From behind the one-way mirror, Captain Cragen and District Attorney Alexandra Cabot watched. “This is going nowhere,” said Cragen. Cabot agreed with her old friend’s assessment. She always had looked up to him, and it didn’t hurt that she also thought he looked like Commander Stargazer from SilverHawks.
“I’m not here to berate the department,” said Cabot. “It’s just that we need answers and we need them fast. You see… the mayor’s daughter has been missing for two days. She may be out there hurt and alone, and knowing this serial strangler-rapist is out there isn’t making the mayor feel any better about it.”
“We’ll have to play this manhunt close to the vest then,” said Cragen. “The last thing we need is a media circus and the mayor’s daughter connected to it. Some crazy might get the bright idea to take her hostage.” Cabot still agreed and she was pretty much just nodding her head at this point.
Meanwhile, in the squad room, Stabler, Benson and Strauss stood around the wall of screens that’s in every police department. “Strauss, you said you’ve been chasing down this strangler for the last two years. You have anything on him?” asked Benson. Even though now both of the uppermost buttons on her blouse had accidentally come undone, no one could say anything because it would mean they had looked.
Stabler had noticed it but decided to let Benson figure it out on her own. Maybe the next time she went to the bathroom she’d see it in the mirror and re-button them. Hmm, but am I being a good friend? he asked himself. Then she’ll just wonder how long they’ve been unbuttoned, and then she’ll think about why I didn’t say anything and how I let her walk around like that.
“The closest we have to a name is an old alias: Ricky Wayne Bolgers,” said Strauss pulling the slide back on one of his three chrome-plated .50-cal handguns. “When I was with ECHO, we just thought Bolgers was your garden-variety face-chopping strangle freak. Then forensics came back with evidence of sexual assault, and well… everything we knew flew right out the window.”
“So you got reassigned to sex crimes,” said Benson.
“I requested the reassignment,” said Strauss, returning the .50-cal to its holster. “Anything that’d let me stay on Bolgers’ trail. Even if it meant working Predator Strike Force.” Both Benson and Stabler nodded grimly. Even with everything they’ve seen, they knew PSF detectives had it a million times worse.
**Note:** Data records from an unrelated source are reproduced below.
use std::{env, fs::read_to_string, path::PathBuf, time::Instant};

use clite::{
    display_error, lexer::lexer::tokenize, parser::parser::parse,
    type_checker::type_checker::{check_program, typing},
};

fn main() {
    let args: Vec<String> = env::args().collect();

    if args.len() != 2 {
        panic!("Incorrect arguments provided!");
    }

    let file_path: &str = &args[1];
    let file_name = if file_path.contains("/") {
        file_path.split("/").last().unwrap()
    } else {
        file_path
    };

    let start = Instant::now();

    let mut path_buf_string = env::current_dir().unwrap().into_os_string();
    path_buf_string.push("/");
    path_buf_string.push(file_path);
    let file_contents = read_to_string(path_buf_string.clone()).expect("Failed to read file!");

    let tokens = tokenize(file_contents, Some(String::from(file_name)));

    if tokens.is_err() {
        display_error(tokens.err().unwrap(), PathBuf::from(path_buf_string));
        panic!()
    }

    println!("Tokenized in {:?}", start.elapsed());

    let parse_start = Instant::now();
    let program = parse(tokens.unwrap());

    println!("Parsed in {:?}", parse_start.elapsed());

    if program.is_err() {
        display_error(program.err().unwrap(), PathBuf::from(path_buf_string));
        panic!()
    }

    let program = program.unwrap();
    program.display();

    println!("\nBegin type checking...");
    println!("Type map:");
    for (variable, ty) in typing(&program.declarations) {
        println!("  {} -> {}", variable, ty);
    }

    let check_start = Instant::now();
    let verdict = check_program(&program);

    println!("Type checked in {:?}", check_start.elapsed());

    if verdict.is_err() {
        display_error(verdict.err().unwrap(), PathBuf::from(path_buf_string));
        panic!()
    }

    println!("No type errors");
    println!("Total time: {:?}", start.elapsed());
}
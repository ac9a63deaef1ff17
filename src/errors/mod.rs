//! Error types and error handling for the front end.
//!
//! This module defines the error types used throughout the pipeline.
//! It includes:
//!
//! - Error structures with source position information
//! - Specific error variants for the lexing, parsing and checking phases
//! - Error formatting and display functionality
//! - Helpful error messages and suggestions

pub mod errors;
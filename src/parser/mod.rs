//! Parser module for building an Abstract Syntax Tree (AST).
//!
//! This module contains the recursive-descent parser that transforms a
//! stream of tokens into an Abstract Syntax Tree. Each grammar production
//! is one function, driven by a single token of lookahead:
//!
//! - Program header, declarations and types (parser)
//! - Statement parsing (stmt)
//! - Expression parsing with the precedence ladder (expr)
//!
//! Parsing fails on the first mismatch between the token stream and the
//! grammar; there is no error recovery.

pub mod expr;
pub mod parser;
pub mod stmt;

#[cfg(test)]
mod tests;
“While you guys were strolling down memory lame,” said Munch, “Dr. Doolittle here got something out of the parrot.”
“How’d you do it, Fin?” asked Benson.
“Easy, I remembered Bird 101: I put a blanket over its cage and made it think it was nighttime — which happened to be the time of the murder,” said Fin. “Soon as I did, it started squawking a minute-by-minute playback of the sounds from the alleyway that night. We sent it to the lab and hopefully we’ll have all the leads we need this afternoon.
“Also, Liv, you have like two buttons on your shirt undone and we can all see your business.”
“Fin, you never were one for subtlety,” laughed Stabler, who was just glad that that was over with.